Non-profit entities utilize a large number of services from CPA firms, starting with assistance in obtaining tax-exempt status. In fact, many small accounting practices with just one or two CPAs are specialists in addressing the non-profit sector. Not-for-profit organizations incur many financial needs that accountants master by study for CPA exam completion.
Auditing is an especially common accounting service to non-profits. The annual audit assures that a non-profit is performing the charitable function it was created to accomplish. Key audit objectives described in CPA review material deliver vital assurances to donors of non-profits just as public company audits benefit investors. Audited financial statements are particularly valuable to providers of grant money for non-profits.
A very large donor of grants to non-profit entities is the US government. The Office of Management and Budget administers $600 billion of grants every year to non-profits as well as to state and local governments. The OMB publishes guidelines for audit of governments and non-profits in Circular A-133. Auditing of these entities is referred to in CPA study as single audits.
Proposed reforms to Circular A-133 impact the circumstances under which a single audit is required. If approved, a new threshold will exist for classification as a small non-profit that’s exempt from obtaining a single audit. Single audits would be triggered only when total annual grant spending by the organization exceeds $750,000 rather than the current level of $500,000.
The suggested OMB measure is part of a process for streamlining the grant system and eliminating unnecessary costs. However, the proposal does not remove the need for non-profits to procure special accounting services. A requirement would remain for small non-profit organizations that spend less than $750,000 per year in federal grants to make records available for inspection. Therefore, accountability of non-profits to the standards in CPA preparation courses remains in effect.
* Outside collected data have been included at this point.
use std::collections::{BTreeMap, HashMap};

use serde::ser::SerializeMap;
use serde::{Deserialize, Serialize, Serializer};
use serde_json::{Map, Value};

use crate::error::ProviderError;

const META_DATA_KEY: &str = "Meta Data";
const TIME_SERIES_PREFIX: &str = "Time Series (";
const PROVIDER_MESSAGE_KEYS: [&str; 3] = ["Error Message", "Note", "Information"];

/// One sampled bar, values kept exactly as the provider formats them.
#[derive(Debug, Deserialize, Serialize, Clone, PartialEq)]
pub struct RawQuoteEntry {
    #[serde(rename = "1. open")]
    pub open: String,
    #[serde(rename = "2. high")]
    pub high: String,
    #[serde(rename = "3. low")]
    pub low: String,
    #[serde(rename = "4. close")]
    pub close: String,
    #[serde(rename = "5. volume")]
    pub volume: String,
}

#[derive(Debug, Deserialize, Serialize, Clone, Default, PartialEq)]
pub struct MetaData {
    #[serde(rename = "1. Information", default)]
    pub information: String,
    #[serde(rename = "2. Symbol", default)]
    pub symbol: String,
    #[serde(rename = "3. Last Refreshed", default)]
    pub last_refreshed: String,
    #[serde(rename = "4. Interval", default)]
    pub interval: String,
    #[serde(rename = "5. Output Size", default)]
    pub output_size: String,
    #[serde(rename = "6. Time Zone", default)]
    pub time_zone: String,
}

/// Unreduced intraday series for one symbol, keyed by timestamp string.
///
/// Serializes back into the provider's own shape so clients receive the
/// same document the provider produced.
#[derive(Debug, Clone, PartialEq)]
pub struct RawSeries {
    pub meta: MetaData,
    pub entries: HashMap<String, RawQuoteEntry>,
}

impl RawSeries {
    pub fn new(meta: MetaData, entries: HashMap<String, RawQuoteEntry>) -> Self {
        Self { meta, entries }
    }

    pub fn symbol(&self) -> &str {
        &self.meta.symbol
    }

    pub fn len(&self) -> usize {
        self.entries.len()
    }

    pub fn is_empty(&self) -> bool {
        self.entries.is_empty()
    }

    pub fn series_key(&self) -> String {
        format!("{}{})", TIME_SERIES_PREFIX, self.meta.interval)
    }

    /// Decode a provider response body for `symbol`.
    ///
    /// A body that carries one of the provider's message fields instead of a
    /// time series (invalid symbol, exhausted quota) is reported as
    /// [`ProviderError::Api`].
    pub fn from_provider_json(symbol: &str, body: &str) -> Result<Self, ProviderError> {
        let mut document: Map<String, Value> =
            serde_json::from_str(body).map_err(|e| ProviderError::Decode {
                symbol: symbol.to_string(),
                reason: e.to_string(),
            })?;

        let series_key = document
            .keys()
            .find(|key| key.starts_with(TIME_SERIES_PREFIX))
            .cloned();

        let Some(series_key) = series_key else {
            let message = PROVIDER_MESSAGE_KEYS
                .iter()
                .find_map(|key| document.get(*key).and_then(Value::as_str));
            return Err(match message {
                Some(message) => ProviderError::Api {
                    symbol: symbol.to_string(),
                    message: message.to_string(),
                },
                None => ProviderError::Decode {
                    symbol: symbol.to_string(),
                    reason: "response has no time series".to_string(),
                },
            });
        };

        let mut meta: MetaData = match document.remove(META_DATA_KEY) {
            Some(value) => serde_json::from_value(value).map_err(|e| ProviderError::Decode {
                symbol: symbol.to_string(),
                reason: format!("invalid meta data: {}", e),
            })?,
            None => MetaData::default(),
        };
        if meta.symbol.is_empty() {
            meta.symbol = symbol.to_string();
        }
        if meta.interval.is_empty() {
            meta.interval = series_key
                .trim_start_matches(TIME_SERIES_PREFIX)
                .trim_end_matches(')')
                .to_string();
        }

        let entries = document
            .remove(&series_key)
            .map(serde_json::from_value::<HashMap<String, RawQuoteEntry>>)
            .transpose()
            .map_err(|e| ProviderError::Decode {
                symbol: symbol.to_string(),
                reason: format!("invalid time series: {}", e),
            })?
            .unwrap_or_default();

        Ok(Self::new(meta, entries))
    }
}

impl Serialize for RawSeries {
    fn serialize<S: Serializer>(&self, serializer: S) -> Result<S::Ok, S::Error> {
        let ordered: BTreeMap<&String, &RawQuoteEntry> = self.entries.iter().collect();
        let mut map = serializer.serialize_map(Some(2))?;
        map.serialize_entry(META_DATA_KEY, &self.meta)?;
        map.serialize_entry(&self.series_key(), &ordered)?;
        map.end()
    }
}

#[cfg(test)]
mod tests {
    use super::*;

    const IBM_BODY: &str = r#"{
        "Meta Data": {
            "1. Information": "Intraday (5min) open, high, low, close prices and volume",
            "2. Symbol": "IBM",
            "3. Last Refreshed": "2024-01-01 09:35:00",
            "4. Interval": "5min",
            "5. Output Size": "Compact",
            "6. Time Zone": "US/Eastern"
        },
        "Time Series (5min)": {
            "2024-01-01 09:35:00": {
                "1. open": "103.0000", "2. high": "110.0000", "3. low": "101.0000",
                "4. close": "108.0000", "5. volume": "1200"
            },
            "2024-01-01 09:30:00": {
                "1. open": "100.0000", "2. high": "105.0000", "3. low": "99.0000",
                "4. close": "103.0000", "5. volume": "900"
            }
        }
    }"#;

    #[test]
    fn test_decode_provider_body() {
        let series = RawSeries::from_provider_json("IBM", IBM_BODY).unwrap();

        assert_eq!(series.symbol(), "IBM");
        assert_eq!(series.meta.interval, "5min");
        assert_eq!(series.meta.last_refreshed, "2024-01-01 09:35:00");
        assert_eq!(series.len(), 2);
        assert_eq!(series.entries["2024-01-01 09:35:00"].close, "108.0000");
    }

    #[test]
    fn test_provider_message_is_api_error() {
        let body = r#"{"Error Message": "Invalid API call."}"#;
        let err = RawSeries::from_provider_json("NOPE", body).unwrap_err();

        match err {
            ProviderError::Api { symbol, message } => {
                assert_eq!(symbol, "NOPE");
                assert_eq!(message, "Invalid API call.");
            }
            other => panic!("unexpected error: {:?}", other),
        }
    }

    #[test]
    fn test_rate_limit_note_is_api_error() {
        let body = r#"{"Note": "Thank you for using our API. Our standard call frequency is 5 calls per minute."}"#;
        assert!(matches!(
            RawSeries::from_provider_json("IBM", body),
            Err(ProviderError::Api { .. })
        ));
    }

    #[test]
    fn test_undecodable_body() {
        let err = RawSeries::from_provider_json("IBM", "<html>oops</html>").unwrap_err();
        assert!(matches!(err, ProviderError::Decode { .. }));
        assert_eq!(err.symbol(), "IBM");
    }

    #[test]
    fn test_missing_meta_falls_back_to_request() {
        let body = r#"{"Time Series (1min)": {}}"#;
        let series = RawSeries::from_provider_json("PLTR", body).unwrap();

        assert_eq!(series.symbol(), "PLTR");
        assert_eq!(series.meta.interval, "1min");
        assert!(series.is_empty());
    }

    #[test]
    fn test_serializes_in_provider_shape() {
        let series = RawSeries::from_provider_json("IBM", IBM_BODY).unwrap();
        let value = serde_json::to_value(&series).unwrap();

        assert_eq!(value["Meta Data"]["2. Symbol"], "IBM");
        assert_eq!(
            value["Time Series (5min)"]["2024-01-01 09:30:00"]["3. low"],
            "99.0000"
        );
    }
}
The OMB proposal also mentions which federal grant programs necessitate single audits. In addition, the mandatory compliance requirements tested in the single audit process are reduced to only six in the OMB proposal from the current number of fourteen. Among the factors for testing are common audit elements understood from CPA courses, such as cash management and reporting procedures. Also relevant to non-profits in particular are monitoring for allowed activities and eligibility for specific grants.
A new requirement would impose disclosure of more detail about questionable findings in a single audit. However, the transaction amount that triggers such inquiries would rise from $10,000 to $25,000. Best of all for CPAs specializing in the non-profit sector is that eight existing OMB circulars pertaining to different non-profit categories are expected to become one combined document. At least that change will make keeping up with OMB audit standards a less challenging task.